On peut cependant se demander si le journaliste-procureur Legrand est lui-même à l’abri de tout soupçon. Il peut bien invoquer Hannah Arendt (« La liberté d’opinion est une farce si ce sont les fait eux-mêmes qui sont l’objet de débat. ») ou citer le dictionnaire d’Oxford de 2016 qui propose une première définition du mot post-vérité (« circonstances dans lesquelles les faits objectifs sont moins importants pour la formation de l’opinion que le recours à des croyances personnelles »). Il semble oublier que si le complotisme conduit au mensonge « actif », en faisant primer ses propres idées sur le fait, existe aussi le déni de réalité, mensonge « passif » qui consiste à omettre volontairement de mentionner le fait.

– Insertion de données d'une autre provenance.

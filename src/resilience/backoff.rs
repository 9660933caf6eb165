//! Exponential backoff with jitter.
//!
//! Used for status redelivery and for resubscribing a consumer whose
//! connection dropped.

use std::time::Duration;
use rand::Rng;

/// Calculate exponential backoff delay with jitter.
///
/// `attempt` is 1-based; attempt 0 means "no wait". The delay doubles per
/// attempt from `base_ms`, is capped at `max_ms`, and gains up to 10% jitter
/// so that consumers on many instances do not retry in lockstep.
pub fn calculate_backoff(attempt: u32, base_ms: u64, max_ms: u64) -> Duration {
    if attempt == 0 {
        return Duration::from_millis(0);
    }

    let exponential_base = 2u64.saturating_pow(attempt - 1);
    let delay_ms = base_ms.saturating_mul(exponential_base);
    let capped_delay = delay_ms.min(max_ms);

    let jitter_range = capped_delay / 10;
    let jitter = if jitter_range > 0 {
        rand::thread_rng().gen_range(0..jitter_range)
    } else {
        0
    };

    Duration::from_millis(capped_delay + jitter)
}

Or, on peut s’étonner du silence (ou du quasi-silence) de certains médias sur certains sujets. Prenons un exemple. Chaque jour de la semaine, voire de la quinzaine, qui a précédé la chronique de politique intérieure de M. Legrand du 13 novembre, la France a été, de-ci de-là , plus précisément et par exemple à Argenteuil (Val-d’Oise), Rouen (Seine-Maritime), Oyonnax et Bourg-en-Bresse (Ain) et dans tant d’autres endroits, le théâtre d’émeutes locales fomentées par une certaine partie de la population, « des jeunes » comme on dit dans les médias pour éviter de les nommer. Agressions de pompiers, caillassages de véhicules, incendies de mobilier urbain, guets-apens tendus à des policiers, tirs de mortier contre les forces de l’ordre, etc.
C’est ce qui s’est passé et qui se passe quotidiennement, depuis trop longtemps, et qui continuera de se passer, n’en doutons pas. La presse n’en parle vraiment qu’au-delà d’un certain seuil de gravité (morts, destructions, pillages). Pour le reste, on fait silence ou on en parle le moins possible. Et quand on se risque à une analyse, c’est avec toute la mansuétude pour les délinquants que suggère un sociologisme dévoyé. Bref, un très grave et récurrent problème d’ordre public est volontairement minoré si ce n’est occulté par la presse dite main stream (ils se reconnaîtront).
M. Legrand, titulaire de la chronique quotidienne de politique intérieure dans la « matinale » de France Inter, participe à cette véritable conspiration du silence, destinée à ne pas stigmatiser « certains » (on les reconnaîtra) au nom de l’idéologie dominante, immigrationniste et multiculturaliste. Ainsi M. Legrand fait-il à sa façon, c’est-à-dire avec un savant mélange d’hypocrisie et de bonne conscience, ce qu’il soupçonne les autres de faire : il privilégie ses idées au détriment des faits. Il n’invente rien, certes, il se contente de ne pas vraiment relever et analyser objectivement – ou de le faire le moins possible – ce qui ne lui convient pas.
Comme le dit si bien, Alain Finkielkraut, « les faits ne sont plus en sécurité dans les mains des journalistes ». ■
* Agrégé de Lettres Modernes.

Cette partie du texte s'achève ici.